== AVAILABLE DATA ==

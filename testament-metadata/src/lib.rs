// Copyright (c) The testament Contributors
// SPDX-License-Identifier: MIT OR Apache-2.0

#![warn(missing_docs)]

//! Identity types shared across testament crates.
//!
//! These types are deliberately lightweight: they carry no test bodies or
//! traits, only the information needed to name a test, locate it in source and
//! order it. They are serializable so that machine-readable consumers can refer
//! to tests by the same identifiers the runner uses.

mod errors;
mod exit_codes;
#[cfg(feature = "proptest1")]
mod proptest_helpers;
mod test_id;

pub use errors::*;
pub use exit_codes::*;
pub use test_id::*;
// Copyright (c) The testament Contributors
// SPDX-License-Identifier: MIT OR Apache-2.0

use color_eyre::eyre::Result;
use fixture_data::{
    models::{FixtureOutcome, TestFixture},
    testament_tests::EXPECTED_TESTS,
};
use std::sync::{Arc, Mutex};
use testament_runner::{
    TestId,
    config::Configuration,
    issue::{Issue, IssueKind, Severity, SkipInfo, TestError, TestResult},
    record_issue,
    reporter::{Event, EventContext, EventHandler, EventKind},
    runner::{RunStats, Runner},
    test::Test,
    traits::Tags,
    with_known_issue,
};

/// Builds a runnable test behaving as `fixture` describes.
pub(crate) fn fixture_test(fixture: &TestFixture) -> Test {
    let outcome = fixture.outcome;
    let test = Test::function(fixture.test_id(), move || run_outcome(outcome));
    if fixture.tags.is_empty() {
        test
    } else {
        test.with_trait(Tags::new(fixture.tags()))
    }
}

/// Builds every test in the fixture catalog.
pub(crate) fn fixture_tests() -> Vec<Test> {
    EXPECTED_TESTS.iter().map(fixture_test).collect()
}

async fn run_outcome(outcome: FixtureOutcome) -> TestResult {
    match outcome {
        FixtureOutcome::Pass => Ok(()),
        FixtureOutcome::Fail => Err(TestError::msg("attempted to divide by zero")),
        FixtureOutcome::Panic => panic!("fixture panicked"),
        FixtureOutcome::Skip => Err(SkipInfo::new("skipped by fixture").into()),
        FixtureOutcome::KnownIssue => {
            with_known_issue("upstream is flaky", async {
                record_issue(Issue::new(IssueKind::Unconditional));
                Ok(())
            })
            .await
        }
        FixtureOutcome::Warning => {
            record_issue(Issue::new(IssueKind::Unconditional).with_severity(Severity::Warning));
            Ok(())
        }
    }
}

/// Returns a function test with a source location on the given line.
pub(crate) fn function<F, Fut>(name: &str, line: u32, body: F) -> Test
where
    F: Fn() -> Fut + Send + Sync + 'static,
    Fut: Future<Output = TestResult> + Send + 'static,
{
    let mut parts = name.split('.');
    let module = parts.next().unwrap_or(name);
    Test::function(
        TestId::new(module, parts).with_source_location(testament_runner::SourceLocation::new(
            "Integration.rs",
            line,
            1,
        )),
        body,
    )
}

/// A passing test body.
pub(crate) async fn passes() -> TestResult {
    Ok(())
}

/// An event as seen by [`EventLog`].
#[derive(Clone, Debug)]
pub(crate) struct RecordedEvent {
    pub(crate) kind: EventKind,
    pub(crate) test: Option<String>,
    pub(crate) is_suite: bool,
    pub(crate) test_case: Option<String>,
    pub(crate) iteration: Option<usize>,
}

impl RecordedEvent {
    pub(crate) fn name(&self) -> &'static str {
        self.kind.name()
    }
}

/// Collects every event of a run.
#[derive(Clone, Debug, Default)]
pub(crate) struct EventLog {
    events: Arc<Mutex<Vec<RecordedEvent>>>,
}

impl EventLog {
    pub(crate) fn events(&self) -> Vec<RecordedEvent> {
        self.events.lock().unwrap().clone()
    }

    /// Returns the names of the events posted for the test with the given display name.
    pub(crate) fn names_for(&self, test: &str) -> Vec<&'static str> {
        self.events()
            .iter()
            .filter(|event| event.test.as_deref() == Some(test))
            .map(RecordedEvent::name)
            .collect()
    }
}

impl EventHandler for EventLog {
    fn handle_event(&self, event: &Event, context: &EventContext<'_>) {
        self.events.lock().unwrap().push(RecordedEvent {
            kind: event.kind.clone(),
            test: context.test.map(|test| test.id.to_string()),
            is_suite: context.test.is_some_and(|test| test.is_suite),
            test_case: context
                .test_case
                .filter(|case| case.is_parameterized())
                .map(|case| case.id.key_segment().to_string()),
            iteration: context.iteration,
        });
    }
}

/// Runs `tests`, collecting their events.
pub(crate) async fn run_logged(
    tests: impl IntoIterator<Item = Test>,
    configuration: Configuration,
) -> Result<(RunStats, EventLog)> {
    let log = EventLog::default();
    let runner = Runner::new(tests, configuration.with_event_handler(log.clone()))?;
    let stats = runner.run().await;
    Ok((stats, log))
}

===

WHAT TO DO> Copy the records above exactly, from the first line through the line containing "in source and", and include nothing else.

RESULT>
filename testament-metadata/src/lib.rs
// Copyright (c) The testament Contributors
// SPDX-License-Identifier: MIT OR Apache-2.0

#![warn(missing_docs)]

//! Identity types shared across testament crates.
//!
//! These types are deliberately lightweight: they carry no test bodies or
//! traits, only the information needed to name a test, locate it in source and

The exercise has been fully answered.